The man’s name is Frank Jack Fletcher Turpen, and he’s from “everywhere,” he says. Wherever Turpen goes he is accompanied by his horse, Tommy Girl.
“I didn’t want to give her any gender identity issues," he chuckled when asked about the horse’s name. “She’s a tomboy.”
Turpen has made his way to Lodi to raise money for winter camping gear, in particular a good sleeping bag. He and Tommy Girl made their way down from their high elevation camp in the Sierra, where he normally lives a quiet life camping out. His needs are simple — a hammock strung out between two trees, a camping chair. He gets his water from nearby springs. He pans for gold, and says he once found a 1 1/2 ounce nugget.
“It’s a lot mellower than down here,” he said. “There is nothing around me, anywhere. There are no fences, no nothing. Got a creek down below. Every once in a while the rainbow shows the way to the gold,” he says, showing a picture of a rainbow he took with his phone.
Turpen says he had a rough childhood, which made him turn to horses for friendship.
“I grew up in the ’70s and ’80s and they threw me in special ed, saying I was mentally retarded, even though I spoke two languages. I went through schools cause I didn’t take bullying too well. I had to fight back, I had to defend myself.
“I was never retarded, that’s just what they labeled me. That’s what I spent my whole life called. So the horses became my friends and I avoided people. Horses always love you.”
When younger, Turpen’s curiosity and vagabond lifestyle took him on a long voyage which lasted for over five years. His travels on horseback took him all over Central and South America, including Guatemala, Mexico, Nicaragua and Honduras. He spent another 25 years crisscrossing the United States, mostly on horseback.
“I have been doing this my whole life, basically. Done my fair share of hitchhiking too, but I prefer the horse. Better company. I just don’t like sitting still,” he said.
He spent time on ranches as a horse trainer and also found work as a translator (he speaks Spanish), a tour guide, a body guard and a bouncer.
Turpen said he is partially crippled now, the result of being kicked by a mule. He says the kick left him with a busted hip and pelvis, and a hernia.
“That put me out in the streets really quick,” he said. “I can work now, but they still won’t hire you with a hernia.”
On Tuesday afternoon, Turpen was sitting on a curb outside Raley’s on Lower Sacramento Road rolling a cigarette when a man came up and handed him something. It was a small, blue book with a dollar bill on top.
“I gave him the New Testament,” Lodi’s Mike Kaminski said. “It’s part of my faith. It changed my life. It looks like he needs it.”
But Turpen already has a Bible, albeit in a digital format. He said he has a King James Bible and the Douay-Rheims Catholic Bible on his phone.
“Do you know what follows birth?” Turpen asked. “Death.
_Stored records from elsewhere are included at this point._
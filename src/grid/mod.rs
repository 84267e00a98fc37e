//! Grid - fixed-size 2D cell matrix
//!
//! Cells live in one flat row-major byte array (0 = dead, 1 = alive) so the
//! front-end can read them straight out of WASM memory.
//!
//! Every coordinate operation is bounds-safe: reads outside
//! `[0, width) x [0, height)` see a dead cell, writes outside are dropped.

pub(crate) const DEAD: u8 = 0;
pub(crate) const ALIVE: u8 = 1;

/// Row-major boolean snapshot, `rows[y][x]`
pub type CellRows = Vec<Vec<bool>>;

mod indexing;
mod accessors;
mod neighbors;
mod state;

#[derive(Clone, Debug, PartialEq, Eq)]
pub struct Grid {
    width: u32,
    height: u32,
    size: usize,
    cells: Vec<u8>,
}

impl Grid {
    /// Zero dimensions give a degenerate grid with no cells, and so do
    /// dimensions whose cell count cannot be addressed on this target.
    pub fn new(width: u32, height: u32) -> Self {
        let Some(size) = cell_count(width, height) else {
            console_warn!("grid {}x{} is too large, using 0x0", width, height);
            return Self::new(0, 0);
        };
        Self {
            width,
            height,
            size,
            cells: vec![DEAD; size],
        }
    }

    /// Raw cell bytes for JS interop
    pub fn cells(&self) -> &[u8] {
        &self.cells
    }

    pub fn cells_ptr(&self) -> *const u8 {
        self.cells.as_ptr()
    }

    /// Number of alive cells
    pub fn population(&self) -> usize {
        self.cells.iter().filter(|&&c| c == ALIVE).count()
    }

    /// Swap in a fully computed buffer of the same size.
    /// The previous cells are left in `next` for reuse.
    pub(crate) fn swap_cells(&mut self, next: &mut Vec<u8>) {
        debug_assert_eq!(next.len(), self.size, "swap_cells: buffer size mismatch");
        std::mem::swap(&mut self.cells, next);
    }
}

fn cell_count(width: u32, height: u32) -> Option<usize> {
    let size = (width as usize).checked_mul(height as usize)?;
    (size <= isize::MAX as usize).then_some(size)
}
It’s what you do in between that matters. Birth and death are inevitable, so I am having fun while I can. I am doing the best I can while I can. When I can’t get on my horse anymore and get the saddle on, just shoot me.”
Turpen’s wanderlust has abated now, but his independence and wish to go his own way has not.
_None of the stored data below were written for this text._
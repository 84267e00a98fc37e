//! Console logging
//!
//! On wasm32 these forward to the browser console. Native builds (tests,
//! benches) type-check the format arguments and drop the message.

#[macro_export]
macro_rules! console_log {
    ($($arg:tt)*) => {{
        #[cfg(target_arch = "wasm32")]
        {
            web_sys::console::log_1(&format!($($arg)*).into());
        }
        #[cfg(not(target_arch = "wasm32"))]
        {
            let _ = format_args!($($arg)*);
        }
    }};
}

#[macro_export]
macro_rules! console_warn {
    ($($arg:tt)*) => {{
        #[cfg(target_arch = "wasm32")]
        {
            web_sys::console::warn_1(&format!($($arg)*).into());
        }
        #[cfg(not(target_arch = "wasm32"))]
        {
            let _ = format_args!($($arg)*);
        }
    }};
}

#[cfg(test)]
mod tests {
    #[test]
    fn macros_accept_format_args_off_wasm() {
        let generation = 7u64;
        console_log!("generation {}", generation);
        console_warn!("ignored {} {}", "value", 3);
    }
}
“Now I just want to be a hermit. I just want to sit in my camp and pan for gold. Have fun riding my horses around, and go back to camp.”
To many, Turpen is a homeless horseman. He calls himself a mountain man, but says there is an even more suitable term for him.
“The real thing you want to call me is a term from a century and a half ago, an American saddle tramp. I am probably the last American saddle tramp. They were cowboys who roamed from place to place looking for odd jobs, and when they didn’t have work they were riding what they called the grub line, looking for free food wherever they could, if there was nothing to hunt or fish.”
Turpen says that if he has any unneeded equipment remaining after acquiring his winter gear, he’ll give it to other homeless people who could use a helping hand.
“I like to pass it forward,” he said. “If you don’t do that, you don’t get anything back. I am a firm believer in karma.”
While sitting in the Raley’s parking lot, Turpen strikes up a conversation with a man in a sleek car. The man is sporting a large, white mustache. They share stories and memories from an era long passed, and as the man readies to leave, the conversation turns to the end we will all face some day.
“I’ll probably just fall off my horse sideways,” Turpen said. “Yeah, as that old expression goes, ‘I hope I die in my saddle,’” the man answers back.
“Yeah,” Turpen responds. “And bury me in my boots so I got some good footwear where I am going.”